KD occurs worldwide, with the highest incidence in Japan. It most often affects boys and younger children.
The new study offers “a different way to look at these sorts of diseases,” says author Xavier Rodó, PhD, an ecologist and climate scientist at the Catalan Institute of Climate Sciences (IC3) in Barcelona, Spain.
Dr. Rodó’s study, “Tropospheric winds from northeastern China carry the etiologic agent of Kawasaki disease from its source to Japan,” was published online this spring by the Proceedings of the National Academy of Sciences.2 It reported that evidence indicates the “densely cultivated region of northeastern China acts as a source for the wind-borne agent” of KD.
“We’re not saying that the KD agent worldwide comes from this region, but that this is the case for Japan and the U.S.,” Dr. Rodó says.

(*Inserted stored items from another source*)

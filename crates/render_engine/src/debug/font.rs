//! Glyph cache for on-screen text
//!
//! Rasterizes printable ASCII once with `fontdue` and keeps the coverage
//! bitmaps for the debug overlay to blend into a frame.

use std::collections::HashMap;

use fontdue::{Font, FontSettings};

/// Result type for font operations
pub type FontResult<T> = Result<T, FontError>;

/// Errors that can occur during font operations
#[derive(Debug, thiserror::Error)]
pub enum FontError {
    /// Failed to load font from file or data
    #[error("Failed to load font: {0}")]
    LoadError(String),

    /// Requested size is not a positive pixel height
    #[error("Invalid font size {0}")]
    InvalidSize(f32),
}

/// Monospace font bundled with the engine
const BUILTIN_FONT: &[u8] = include_bytes!("../../resources/fonts/DejaVuSansMono.ttf");

/// Shown for characters outside the cache
const FALLBACK: char = '?';

/// One rasterized character
#[derive(Debug, Clone)]
pub struct Glyph {
    /// Bitmap width in pixels
    pub width: usize,
    /// Bitmap height in pixels
    pub height: usize,
    /// Offset of the bitmap's left edge from the pen position
    pub xmin: i32,
    /// Offset of the bitmap's bottom edge above the baseline
    pub ymin: i32,
    /// Horizontal pen advance
    pub advance: f32,
    /// Row-major coverage, 0 = empty, 255 = solid
    pub coverage: Vec<u8>,
}

/// Printable ASCII rasterized at one pixel size
pub struct FontAtlas {
    size: f32,
    ascent: f32,
    line_height: f32,
    glyphs: HashMap<char, Glyph>,
}

impl std::fmt::Debug for FontAtlas {
    fn fmt(&self, f: &mut std::fmt::Formatter<'_>) -> std::fmt::Result {
        f.debug_struct("FontAtlas")
            .field("size", &self.size)
            .field("glyphs", &self.glyphs.len())
            .finish_non_exhaustive()
    }
}

impl FontAtlas {
    /// Rasterize TrueType/OpenType `font_data` at `size` pixels
    pub fn new(font_data: &[u8], size: f32) -> FontResult<Self> {
        if !size.is_finite() || size <= 0.0 {
            return Err(FontError::InvalidSize(size));
        }
        let font = Font::from_bytes(font_data, FontSettings::default())
            .map_err(|e| FontError::LoadError(format!("fontdue error: {e}")))?;

        let (ascent, line_height) = font
            .horizontal_line_metrics(size)
            .map_or((size * 0.8, size * 1.2), |m| (m.ascent, m.new_line_size));

        let glyphs: HashMap<char, Glyph> = (' '..='~')
            .map(|ch| {
                let (metrics, coverage) = font.rasterize(ch, size);
                let glyph = Glyph {
                    width: metrics.width,
                    height: metrics.height,
                    xmin: metrics.xmin,
                    ymin: metrics.ymin,
                    advance: metrics.advance_width,
                    coverage,
                };
                (ch, glyph)
            })
            .collect();

        log::debug!("Rasterized {} glyphs at {}px", glyphs.len(), size);
        Ok(Self { size, ascent, line_height, glyphs })
    }

    /// The bundled monospace font at `size` pixels
    pub fn builtin(size: f32) -> FontResult<Self> {
        Self::new(BUILTIN_FONT, size)
    }

    /// Pixel size the glyphs were rasterized at
    pub fn size(&self) -> f32 {
        self.size
    }

    /// Distance from the top of a line to its baseline
    pub fn ascent(&self) -> f32 {
        self.ascent
    }

    /// Baseline-to-baseline distance
    pub fn line_height(&self) -> f32 {
        self.line_height
    }

    /// Glyph for `ch`, or the fallback glyph for anything uncached
    pub fn glyph(&self, ch: char) -> Option<&Glyph> {
        self.glyphs.get(&ch).or_else(|| self.glyphs.get(&FALLBACK))
    }

    /// Pen advance of `text` in pixels
    pub fn measure(&self, text: &str) -> f32 {
        text.chars().filter_map(|ch| self.glyph(ch)).map(|g| g.advance).sum()
    }
}

#[cfg(test)]
mod tests {
    use super::*;

    #[test]
    fn test_builtin_font_caches_printable_ascii() {
        let atlas = FontAtlas::builtin(16.0).unwrap();
        assert_eq!(atlas.glyphs.len(), 95);

        let a = atlas.glyph('A').unwrap();
        assert!(a.width > 0 && a.height > 0);
        assert_eq!(a.coverage.len(), a.width * a.height);
        assert!(a.coverage.iter().any(|&c| c > 128));

        let space = atlas.glyph(' ').unwrap();
        assert!(space.coverage.iter().all(|&c| c == 0));
        assert!(space.advance > 0.0);
    }

    #[test]
    fn test_uncached_characters_fall_back() {
        let atlas = FontAtlas::builtin(16.0).unwrap();
        let fallback = atlas.glyph('?').unwrap().coverage.clone();
        assert_eq!(atlas.glyph('\u{263a}').unwrap().coverage, fallback);
    }

    #[test]
    fn test_monospace_measure() {
        let atlas = FontAtlas::builtin(20.0).unwrap();
        let one = atlas.measure("x");
        assert!(one > 0.0);
        approx::assert_relative_eq!(atlas.measure("intensity"), one * 9.0, epsilon = 1e-3);
        assert!(atlas.line_height() > atlas.ascent());
    }

    #[test]
    fn test_rejects_bad_input() {
        assert!(matches!(FontAtlas::new(b"not a font", 16.0), Err(FontError::LoadError(_))));
        assert!(matches!(FontAtlas::builtin(0.0), Err(FontError::InvalidSize(_))));
        assert!(FontAtlas::builtin(f32::NAN).is_err());
    }
}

KD is the leading cause of acquired heart disease in children worldwide and causes inflammation, conjunctivitis and other maladies. But little is known of the disease’s background. It primarily affects children younger than age 5 and was first reported in 1967 in Japan. The first reported cases outside of Japan were in Hawaii in 1976, according to the Centers for Disease Control and Prevention.1
Highlighting the importance to rheumatologists, a panel discussion at the 2013 ACR/ARHP Annual Meeting, titled, Kawasaki Disease: Putting Out the Fire, noted the need for early detection of the disease. One of the experts said it’s estimated that one in 1,600 adults in the U.S. will have had KD by 2030.3
Dr. Rodó notes that it’s important for rheumatologists and other physicians to realize the study does not identify KD’s etiologic agent. It also does not confirm whether the agent is a fungus, toxin or another kind of environmental particle.